The Streams Project is an effort by VT EPSCoR to collect long-term, high-quality data on streams in the Lake Champlain
basin and beyond. These data are used in combination with many existing data sets in a Complex Systems Modeling effort
to understand how the watershed works and to find solutions to the pollution in our waterways.
- How is it done?
The Project sponsors and coordinates high school students, teachers, undergraduates, and faculty to research the
relationships among land use patterns, precipitation, and stream water quality. Participants collect year-round data
on indicators of water quality - phosphorus, macroinvertebrates and bacteria - in streams.

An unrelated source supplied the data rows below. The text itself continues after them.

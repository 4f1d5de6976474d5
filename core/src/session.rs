use chrono::{DateTime, NaiveDateTime, Utc};
use uuid::Uuid;

use crate::error::ScheduleError;
use crate::models::{Appointment, AppointmentSummary};
use crate::registry::AppointmentRegistry;
use crate::store::EntityStore;

/// One user's working state: the entity store and the appointment registry.
///
/// Sessions share nothing with each other. Dropping a session discards its
/// records.
#[derive(Debug, Clone)]
pub struct Session {
    pub id: Uuid,
    pub created_at: DateTime<Utc>,
    pub store: EntityStore,
    pub registry: AppointmentRegistry,
}

impl Session {
    pub fn new() -> Self {
        Self::with_store(EntityStore::new())
    }

    /// A session preloaded with the sample patient and doctor.
    pub fn seeded() -> Self {
        Self::with_store(EntityStore::seeded())
    }

    pub fn with_store(store: EntityStore) -> Self {
        Self {
            id: Uuid::new_v4(),
            created_at: Utc::now(),
            store,
            registry: AppointmentRegistry::new(),
        }
    }

    pub fn schedule(
        &mut self,
        patient_id: &str,
        doctor_id: &str,
        appointment_time: NaiveDateTime,
    ) -> Result<Appointment, ScheduleError> {
        self.registry
            .schedule(&mut self.store, patient_id, doctor_id, appointment_time)
    }

    pub fn summarize(&self, appointment: &Appointment) -> AppointmentSummary {
        self.registry.summarize(&self.store, appointment)
    }

    pub fn summaries(&self) -> Vec<AppointmentSummary> {
        self.registry.summaries(&self.store)
    }

    pub fn patient_schedule(&self, patient_id: &str) -> Result<Vec<AppointmentSummary>, ScheduleError> {
        let appointments = self.registry.appointments_for_patient(&self.store, patient_id)?;
        Ok(appointments.into_iter().map(|a| self.summarize(a)).collect())
    }

    pub fn doctor_schedule(&self, doctor_id: &str) -> Result<Vec<AppointmentSummary>, ScheduleError> {
        let appointments = self.registry.appointments_for_doctor(&self.store, doctor_id)?;
        Ok(appointments.into_iter().map(|a| self.summarize(a)).collect())
    }
}

impl Default for Session {
    fn default() -> Self {
        Self::new()
    }
}
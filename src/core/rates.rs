pub fn monthly_rate_from_annual(annual: f64) -> f64 {
    (1.0 + annual).powf(1.0 / 12.0) - 1.0
}

pub fn real_rate(nominal: f64, inflation: f64) -> f64 {
    (1.0 + nominal) / (1.0 + inflation) - 1.0
}

pub fn future_value(amount: f64, rate: f64, periods: f64) -> f64 {
    amount * (1.0 + rate).powf(periods)
}

pub fn present_value(amount: f64, rate: f64, periods: f64) -> f64 {
    amount / (1.0 + rate).powf(periods)
}

pub fn annuity_future_value_factor(rate: f64, periods: f64) -> f64 {
    if rate.abs() < 1e-12 {
        return periods;
    }
    ((1.0 + rate).powf(periods) - 1.0) / rate
}
use anyhow::Context;
use clap::{Parser, Subcommand};
use log::info;
use retirewise::advice::AdviceConfig;
use retirewise::api::{self, AppState, PlanArgs};

#[derive(Parser, Debug)]
#[command(name = "retirewise", about = "Retirement savings projection engine and HTTP API")]
struct Cli {
    #[command(subcommand)]
    command: Command,
}

#[derive(Subcommand, Debug)]
enum Command {
    /// Run the HTTP API.
    Serve {
        #[arg(long, env = "RETIREWISE_PORT", default_value_t = 3000)]
        port: u16,
    },
    /// Print the projection and plan metrics as JSON.
    Project(PlanArgs),
}

#[tokio::main]
async fn main() -> anyhow::Result<()> {
    env_logger::init();

    match Cli::parse().command {
        Command::Serve { port } => {
            let config = AdviceConfig::from_env();
            info!("advice configuration: {config:?}");
            api::run_http_server(port, AppState::from_config(&config))
                .await
                .with_context(|| format!("HTTP server on port {port} failed"))?;
        }
        Command::Project(args) => {
            let json = api::projection_json(&args).map_err(anyhow::Error::msg)?;
            println!("{json}");
        }
    }
    Ok(())
}
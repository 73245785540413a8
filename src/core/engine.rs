use super::rates::monthly_rate_from_annual;
use super::types::{ContributionType, PlanInput, ProjectionPoint, WithdrawalStrategy};

#[derive(Debug, Clone, Copy)]
struct Portfolio {
    growth: f64,
    safe: f64,
}

impl Portfolio {
    fn total(self) -> f64 {
        self.growth + self.safe
    }
}

#[derive(Debug, Clone, Copy)]
struct MonthlyRates {
    market: f64,
    inflation: f64,
}

// Year-by-year balance trajectory from the current age through life
// expectancy, one point per age, each recorded at the start of that year.
pub fn simulate(input: &PlanInput) -> Vec<ProjectionPoint> {
    let rates = MonthlyRates {
        market: monthly_rate_from_annual(input.expected_return()),
        inflation: monthly_rate_from_annual(input.inflation()),
    };
    let inflation = input.inflation();
    let bucket_years = input.strategy.bucket_years();

    let mut portfolio = Portfolio {
        growth: input.current_savings,
        safe: 0.0,
    };
    let mut annual_spending = input.monthly_spending_today * 12.0;
    let mut monthly_contribution = input.monthly_contribution;

    let capacity = input.life_expectancy.saturating_sub(input.current_age) as usize + 1;
    let mut points = Vec::with_capacity(capacity);

    for age in input.current_age..=input.life_expectancy {
        let is_retired = age >= input.retirement_age;

        if let Some(years) = bucket_years {
            if is_retired && (age - input.retirement_age) % years == 0 {
                refill_safe_sleeve(&mut portfolio, annual_spending * f64::from(years));
            }
        }

        points.push(ProjectionPoint {
            age,
            total_balance: portfolio.total(),
            growth_sleeve_balance: portfolio.growth,
            safe_sleeve_balance: portfolio.safe,
            annual_expense: if is_retired { annual_spending } else { 0.0 },
            is_retired,
        });

        for _ in 0..12 {
            if is_retired {
                apply_retirement_month(
                    &mut portfolio,
                    input.strategy,
                    annual_spending / 12.0,
                    rates,
                );
            } else {
                apply_accumulation_month(&mut portfolio, monthly_contribution, rates);
            }
        }

        annual_spending *= 1.0 + inflation;
        if let ContributionType::StepUp { annual_growth_pct } = input.contribution_type {
            monthly_contribution *= 1.0 + annual_growth_pct / 100.0;
        }
    }

    points
}

fn refill_safe_sleeve(portfolio: &mut Portfolio, needed: f64) {
    let transfer = portfolio.growth.min(needed).max(0.0);
    portfolio.safe += transfer;
    portfolio.growth -= transfer;
}

fn apply_accumulation_month(portfolio: &mut Portfolio, contribution: f64, rates: MonthlyRates) {
    portfolio.growth = (portfolio.growth + contribution) * (1.0 + rates.market);
}

fn apply_retirement_month(
    portfolio: &mut Portfolio,
    strategy: WithdrawalStrategy,
    withdrawal: f64,
    rates: MonthlyRates,
) {
    match strategy {
        WithdrawalStrategy::Normal => {
            portfolio.growth = (portfolio.growth - withdrawal) * (1.0 + rates.market);
        }
        WithdrawalStrategy::Bucket { .. } => {
            if portfolio.safe >= withdrawal {
                portfolio.safe -= withdrawal;
            } else {
                let remaining = withdrawal - portfolio.safe;
                portfolio.safe = 0.0;
                portfolio.growth -= remaining;
            }
            portfolio.growth *= 1.0 + rates.market;
            portfolio.safe *= 1.0 + rates.inflation;
        }
    }
}
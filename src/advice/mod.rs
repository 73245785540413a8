//! Narrative advice for a plan, produced by an external text-generation
//! provider. The projection engine never depends on this module.

use std::future::Future;
use std::pin::Pin;
use std::time::Duration;

use log::{info, warn};
use thiserror::Error;

mod prompt;
mod providers;

pub use prompt::{COUNTRIES, Country, build_prompt, country_by_code};
pub use providers::{GeminiProvider, GrokProvider};

/// Per-attempt bound applied by callers waiting on a provider.
pub const CLIENT_TIMEOUT: Duration = Duration::from_secs(30);
/// Upper bound on a whole advice request, retries included, on the server.
pub const SERVER_TIMEOUT: Duration = Duration::from_secs(300);

pub const GEMINI_API_KEY_VAR: &str = "GEMINI_API_KEY";
pub const XAI_API_KEY_VAR: &str = "XAI_API_KEY";

/// Errors emitted by advice providers.
#[derive(Debug, Error)]
#[non_exhaustive]
pub enum AdviceError {
    #[error("{var} is not set in the server environment variables.")]
    MissingApiKey { var: &'static str },

    #[error("advice transport error: {0}")]
    Transport(String),

    #[error("advice provider error ({status}): {message}")]
    Api { status: u16, message: String },

    #[error("advice parse error: {0}")]
    Parse(String),

    #[error("advice request timed out after {seconds}s")]
    Timeout { seconds: u64 },

    #[error("the AI returned an empty response")]
    EmptyResponse,
}

impl AdviceError {
    pub fn is_timeout(&self) -> bool {
        matches!(self, AdviceError::Timeout { .. })
    }
}

impl From<reqwest::Error> for AdviceError {
    fn from(value: reqwest::Error) -> Self {
        if value.is_timeout() {
            return Self::Timeout {
                seconds: SERVER_TIMEOUT.as_secs(),
            };
        }
        Self::Transport(value.to_string())
    }
}

impl From<serde_json::Error> for AdviceError {
    fn from(value: serde_json::Error) -> Self {
        Self::Parse(value.to_string())
    }
}

pub type AdviceFuture<'a> = Pin<Box<dyn Future<Output = Result<String, AdviceError>> + Send + 'a>>;

/// Turns a prompt into Markdown advice.
pub trait AdviceProvider: Send + Sync {
    /// Returns the provider name for logging.
    fn name(&self) -> &'static str;

    fn generate_advice<'a>(&'a self, prompt: &'a str) -> AdviceFuture<'a>;
}

#[derive(Copy, Clone, Debug, Default, Eq, PartialEq)]
pub enum ProviderKind {
    #[default]
    Gemini,
    Grok,
}

impl ProviderKind {
    /// Unknown names fall back to Gemini.
    pub fn from_name(name: &str) -> Self {
        if name.eq_ignore_ascii_case("grok") {
            ProviderKind::Grok
        } else {
            ProviderKind::Gemini
        }
    }
}

/// Provider credentials resolved from the environment.
#[derive(Clone, Default)]
pub struct AdviceConfig {
    pub gemini_api_key: Option<String>,
    pub xai_api_key: Option<String>,
}

impl std::fmt::Debug for AdviceConfig {
    fn fmt(&self, f: &mut std::fmt::Formatter<'_>) -> std::fmt::Result {
        f.debug_struct("AdviceConfig")
            .field("gemini_api_key", &self.gemini_api_key.as_ref().map(|_| "***"))
            .field("xai_api_key", &self.xai_api_key.as_ref().map(|_| "***"))
            .finish()
    }
}

impl AdviceConfig {
    pub fn from_env() -> Self {
        Self {
            gemini_api_key: non_empty_env(GEMINI_API_KEY_VAR),
            xai_api_key: non_empty_env(XAI_API_KEY_VAR),
        }
    }

    /// Builds the provider for `kind`.
    ///
    /// # Errors
    ///
    /// Returns [`AdviceError::MissingApiKey`] when the provider's key is not
    /// configured, or a transport error if the HTTP client cannot be built.
    pub fn provider(&self, kind: ProviderKind) -> Result<Box<dyn AdviceProvider>, AdviceError> {
        match kind {
            ProviderKind::Gemini => {
                let key = self.gemini_api_key.clone().ok_or(AdviceError::MissingApiKey {
                    var: GEMINI_API_KEY_VAR,
                })?;
                Ok(Box::new(GeminiProvider::new(key)?))
            }
            ProviderKind::Grok => {
                info!("{XAI_API_KEY_VAR} present: {}", self.xai_api_key.is_some());
                let key = self.xai_api_key.clone().ok_or(AdviceError::MissingApiKey {
                    var: XAI_API_KEY_VAR,
                })?;
                Ok(Box::new(GrokProvider::new(key)?))
            }
        }
    }
}

fn non_empty_env(var: &str) -> Option<String> {
    std::env::var(var)
        .ok()
        .map(|value| value.trim().to_string())
        .filter(|value| !value.is_empty())
}

/// Asks `provider` for advice, bounding each attempt by `timeout` and
/// retrying exactly once on any failure.
pub async fn request_advice(
    provider: &dyn AdviceProvider,
    prompt: &str,
    timeout: Duration,
) -> Result<String, AdviceError> {
    match attempt(provider, prompt, timeout).await {
        Ok(text) => Ok(text),
        Err(err) => {
            warn!(
                "advice from {} failed, retrying once: {err}",
                provider.name()
            );
            attempt(provider, prompt, timeout).await
        }
    }
}

async fn attempt(
    provider: &dyn AdviceProvider,
    prompt: &str,
    timeout: Duration,
) -> Result<String, AdviceError> {
    match tokio::time::timeout(timeout, provider.generate_advice(prompt)).await {
        Ok(result) => result,
        Err(_) => Err(AdviceError::Timeout {
            seconds: timeout.as_secs(),
        }),
    }
}
use crate::advice::{
    AdviceConfig, AdviceError, AdviceProvider, CLIENT_TIMEOUT, COUNTRIES, Country,
    GEMINI_API_KEY_VAR, ProviderKind, SERVER_TIMEOUT, XAI_API_KEY_VAR, build_prompt,
    country_by_code, request_advice,
};
use crate::core::calculators::{
    DEFAULT_EXPENSE_CATEGORIES, EmiResult, ExpenseSummary, GoalInput, GoalResult,
    SipResult, emi, fixed_deposit, goal, recurring_deposit, sip, summarize_expenses,
};
use crate::core::{
    AdditionalSavingsNeeded, ContributionType, PlanInput, PlanMetrics, ProjectionPoint,
    WithdrawalStrategy, evaluate_plan_with_step_up,
};

const DEFAULT_CURRENT_AGE: u32 = 30;
const DEFAULT_RETIREMENT_AGE: u32 = 60;
const DEFAULT_LIFE_EXPECTANCY: u32 = 90;
const DEFAULT_CURRENT_SAVINGS: f64 = 50_000.0;
const DEFAULT_MONTHLY_CONTRIBUTION: f64 = 1_000.0;
const DEFAULT_STEP_UP_RATE: f64 = 5.0;
const DEFAULT_EXPECTED_RETURN: f64 = 9.0;
const DEFAULT_INFLATION_RATE: f64 = 5.0;
const DEFAULT_MONTHLY_SPENDING: f64 = 5_000.0;
const DEFAULT_BUCKET_SIZE: i32 = 5;

const MAX_AGE: u32 = 150;
const MAX_TENURE_YEARS: u32 = 100;

#[derive(Copy, Clone, Debug, Eq, PartialEq, ValueEnum)]
pub enum CliContributionType {
    Fixed,
    StepUp,
}

#[derive(Copy, Clone, Debug, Eq, PartialEq, ValueEnum)]
pub enum CliStrategy {
    Normal,
    Bucket,
}

#[derive(Copy, Clone, Debug, Eq, PartialEq, Deserialize)]
#[serde(rename_all = "kebab-case")]
enum ApiContributionType {
    Fixed,
    #[serde(alias = "stepUp", alias = "step_up")]
    StepUp,
}

impl From<ApiContributionType> for CliContributionType {
    fn from(value: ApiContributionType) -> Self {
        match value {
            ApiContributionType::Fixed => CliContributionType::Fixed,
            ApiContributionType::StepUp => CliContributionType::StepUp,
        }
    }
}

#[derive(Copy, Clone, Debug, Eq, PartialEq, Deserialize)]
#[serde(rename_all = "kebab-case")]
enum ApiStrategy {
    Normal,
    #[serde(alias = "block")]
    Bucket,
}

impl From<ApiStrategy> for CliStrategy {
    fn from(value: ApiStrategy) -> Self {
        match value {
            ApiStrategy::Normal => CliStrategy::Normal,
            ApiStrategy::Bucket => CliStrategy::Bucket,
        }
    }
}

#[derive(Args, Debug, Clone)]
pub struct PlanArgs {
    #[arg(long, default_value_t = DEFAULT_CURRENT_AGE)]
    pub current_age: u32,
    #[arg(long, default_value_t = DEFAULT_RETIREMENT_AGE)]
    pub retirement_age: u32,
    #[arg(long, default_value_t = DEFAULT_LIFE_EXPECTANCY, help = "Age to fund through")]
    pub life_expectancy: u32,
    #[arg(long, default_value_t = DEFAULT_CURRENT_SAVINGS)]
    pub current_savings: f64,
    #[arg(long, default_value_t = DEFAULT_MONTHLY_CONTRIBUTION)]
    pub monthly_contribution: f64,
    #[arg(long, value_enum, default_value_t = CliContributionType::Fixed)]
    pub contribution_type: CliContributionType,
    #[arg(
        long,
        default_value_t = DEFAULT_STEP_UP_RATE,
        help = "Annual contribution increase in percent; also prices the step-up top-up"
    )]
    pub step_up_rate: f64,
    #[arg(long, default_value_t = DEFAULT_EXPECTED_RETURN, help = "Expected annual return in percent")]
    pub expected_return: f64,
    #[arg(long, default_value_t = DEFAULT_INFLATION_RATE, help = "Expected annual inflation in percent")]
    pub inflation_rate: f64,
    #[arg(
        long,
        default_value_t = DEFAULT_MONTHLY_SPENDING,
        help = "Monthly spending in retirement at today's prices"
    )]
    pub monthly_spending: f64,
    #[arg(long, value_enum, default_value_t = CliStrategy::Bucket)]
    pub strategy: CliStrategy,
    #[arg(
        long,
        default_value_t = DEFAULT_BUCKET_SIZE,
        allow_negative_numbers = true,
        help = "Years of spending per safe-sleeve refill; values below 1 are treated as 1"
    )]
    pub bucket_size: i32,
}
use serde::Serialize;

#[derive(Debug, Clone, Copy, PartialEq, Serialize)]
#[serde(rename_all = "camelCase")]
pub struct SipResult {
    pub maturity_value: f64,
    pub total_invested: f64,
    pub wealth_gained: f64,
}

pub fn sip(
    monthly_investment: f64,
    annual_return_pct: f64,
    tenure_years: u32,
    step_up_pct: Option<f64>,
) -> SipResult {
    let rate = annual_return_pct / 100.0 / 12.0;
    let months = tenure_years * 12;

    let mut total_invested = 0.0;
    let mut maturity_value = 0.0;
    let mut instalment = monthly_investment;

    for month in 1..=months {
        if let Some(step_up) = step_up_pct {
            if month > 1 && (month - 1) % 12 == 0 {
                instalment *= 1.0 + step_up / 100.0;
            }
        }
        total_invested += instalment;
        maturity_value += instalment * (1.0 + rate).powi((months - month + 1) as i32);
    }

    SipResult {
        maturity_value,
        total_invested,
        wealth_gained: maturity_value - total_invested,
    }
}

#[derive(Debug, Clone, Copy, PartialEq, Serialize)]
#[serde(rename_all = "camelCase")]
pub struct EmiResult {
    pub emi: f64,
    pub total_payment: f64,
    pub total_interest: f64,
}

pub fn emi(principal: f64, annual_rate_pct: f64, tenure_years: u32) -> EmiResult {
    let rate = annual_rate_pct / 12.0 / 100.0;
    let months = f64::from(tenure_years * 12);
    if months == 0.0 {
        return EmiResult {
            emi: 0.0,
            total_payment: 0.0,
            total_interest: 0.0,
        };
    }

    let emi = if rate.abs() < 1e-12 {
        principal / months
    } else {
        let growth = (1.0 + rate).powf(months);
        principal * rate * growth / (growth - 1.0)
    };
    let total_payment = emi * months;
    EmiResult {
        emi,
        total_payment,
        total_interest: total_payment - principal,
    }
}

#[derive(Debug, Clone, Copy, PartialEq, Serialize)]
#[serde(rename_all = "camelCase")]
pub struct DepositResult {
    pub maturity: f64,
    pub interest: f64,
    pub total_invested: f64,
}

const DEPOSIT_COMPOUNDS_PER_YEAR: f64 = 4.0;

pub fn fixed_deposit(amount: f64, annual_rate_pct: f64, tenure_years: u32) -> DepositResult {
    let rate = annual_rate_pct / 100.0;
    let n = DEPOSIT_COMPOUNDS_PER_YEAR;
    let maturity = amount * (1.0 + rate / n).powf(n * f64::from(tenure_years));
    DepositResult {
        maturity,
        interest: maturity - amount,
        total_invested: amount,
    }
}

pub fn recurring_deposit(
    monthly_amount: f64,
    annual_rate_pct: f64,
    tenure_years: u32,
) -> DepositResult {
    let rate = annual_rate_pct / 100.0;
    let n = DEPOSIT_COMPOUNDS_PER_YEAR;
    let months = tenure_years * 12;

    let maturity: f64 = (1..=months)
        .map(|i| {
            let remaining_months = f64::from(months - i + 1);
            monthly_amount * (1.0 + rate / n).powf(n * remaining_months / 12.0)
        })
        .sum();
    let total_invested = monthly_amount * f64::from(months);
    DepositResult {
        maturity,
        interest: maturity - total_invested,
        total_invested,
    }
}

#[derive(Debug, Clone, PartialEq)]
pub struct GoalInput {
    pub current_age: u32,
    pub retirement_age: u32,
    pub years_to_goal: i32,
    pub current_cost: f64,
    pub current_savings: f64,
    pub monthly_contribution: f64,
    pub expected_return_pct: f64,
    pub inflation_pct: f64,
}

#[derive(Debug, Clone, Copy, PartialEq, Serialize)]
#[serde(rename_all = "camelCase")]
pub struct GoalResult {
    pub goal_age: u32,
    pub years_to_goal: u32,
    pub future_cost: f64,
    pub total_estimated_corpus: f64,
    pub shortfall: f64,
    pub is_achievable: bool,
    pub additional_monthly_needed: f64,
    pub additional_lump_sum_needed: f64,
}

pub fn goal(input: &GoalInput) -> Option<GoalResult> {
    let years_to_goal = u32::try_from(input.years_to_goal).ok()?;
    let goal_age = input.current_age.checked_add(years_to_goal)?;
    let annual_rate = input.expected_return_pct / 100.0;
    let monthly_rate = annual_rate / 12.0;
    let years = f64::from(years_to_goal);

    let future_cost = input.current_cost * (1.0 + input.inflation_pct / 100.0).powf(years);
    let fv_savings = input.current_savings * (1.0 + annual_rate).powf(years);

    let contribution_years =
        i64::from(goal_age.min(input.retirement_age)) - i64::from(input.current_age);
    let months = (contribution_years * 12).max(0) as f64;
    let gap_years = f64::from(goal_age.saturating_sub(input.retirement_age));
    let annuity_due_factor = annuity_due_factor(monthly_rate, months);

    let fv_contributions = if months > 0.0 {
        input.monthly_contribution * annuity_due_factor * (1.0 + annual_rate).powf(gap_years)
    } else {
        0.0
    };

    let total_estimated_corpus = fv_savings + fv_contributions;
    let shortfall = (future_cost - total_estimated_corpus).max(0.0);

    let mut additional_monthly_needed = 0.0;
    let mut additional_lump_sum_needed = 0.0;
    if shortfall > 0.0 {
        if months > 0.0 {
            let needed_at_contribution_end = shortfall / (1.0 + annual_rate).powf(gap_years);
            additional_monthly_needed = needed_at_contribution_end / annuity_due_factor;
        }
        additional_lump_sum_needed = shortfall / (1.0 + annual_rate).powf(years);
    }

    Some(GoalResult {
        goal_age,
        years_to_goal,
        future_cost,
        total_estimated_corpus,
        shortfall,
        is_achievable: total_estimated_corpus >= future_cost,
        additional_monthly_needed,
        additional_lump_sum_needed,
    })
}

// Future value of 1 paid at the start of each of `periods` periods.
fn annuity_due_factor(rate: f64, periods: f64) -> f64 {
    if rate.abs() < 1e-12 {
        return periods;
    }
    ((1.0 + rate).powf(periods) - 1.0) / rate * (1.0 + rate)
}

#[derive(Debug, Clone, PartialEq, Serialize)]
#[serde(rename_all = "camelCase")]
pub struct ExpenseShare {
    pub category: String,
    pub amount: f64,
    pub share_pct: f64,
}

#[derive(Debug, Clone, PartialEq, Serialize)]
#[serde(rename_all = "camelCase")]
pub struct ExpenseSummary {
    pub total_monthly: f64,
    pub total_annual: f64,
    pub categories: Vec<ExpenseShare>,
}

pub const DEFAULT_EXPENSE_CATEGORIES: [(&str, f64); 10] = [
    ("Rent/Mortgage", 2000.0),
    ("Groceries", 500.0),
    ("Utilities", 200.0),
    ("Transport", 300.0),
    ("Entertainment", 200.0),
    ("Insurance", 150.0),
    ("Children Expenses", 1000.0),
    ("Maid", 500.0),
    ("Travel", 200.0),
    ("Misc", 100.0),
];

pub fn summarize_expenses<'a, I>(items: I) -> ExpenseSummary
where
    I: IntoIterator<Item = (&'a str, f64)>,
{
    let items: Vec<(&str, f64)> = items.into_iter().collect();
    let total_monthly: f64 = items.iter().map(|(_, amount)| amount).sum();
    let categories = items
        .into_iter()
        .map(|(category, amount)| ExpenseShare {
            category: category.to_string(),
            amount,
            share_pct: if total_monthly > 0.0 {
                amount / total_monthly * 100.0
            } else {
                0.0
            },
        })
        .collect();

    ExpenseSummary {
        total_monthly,
        total_annual: total_monthly * 12.0,
        categories,
    }
}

These data are entered online
and available for use by the students, EPSCoR researchers and others.
All participants attend a one-week training session led by University of Vermont and Saint Michael's College each June.
Thereafter, they work regularly with mentors and staff to carry out their research and may attend additional training workshops
throughout the academic year. Each spring, participants convene at a symposium to present their research.
- Importance
Many efforts have documented the rise in phosphorus, bacterial and other pollution entering the lake and their effects
on water quality, but a means of combining all these data in order to find strategic solutions to the pollution problems
is badly needed. Our Complex Systems Modeling effort builds the technological capacity needed to address the complex issues
threatening Lake Champlain. The Streams Project provides valuable data to this effort while training members of our future
workforce on how to tackle these types of problems.
- Outcome
The outcomes of these efforts are many - we build the capacity of Complex Systems Modeling techniques to address complex
problems that affect Vermont; we create a watershed-wide stream water dataset; students around the state get an educational
and hands-on experience of Lake Champlain and its tributaries; and we help to build a community focused on keeping our watershed
healthy.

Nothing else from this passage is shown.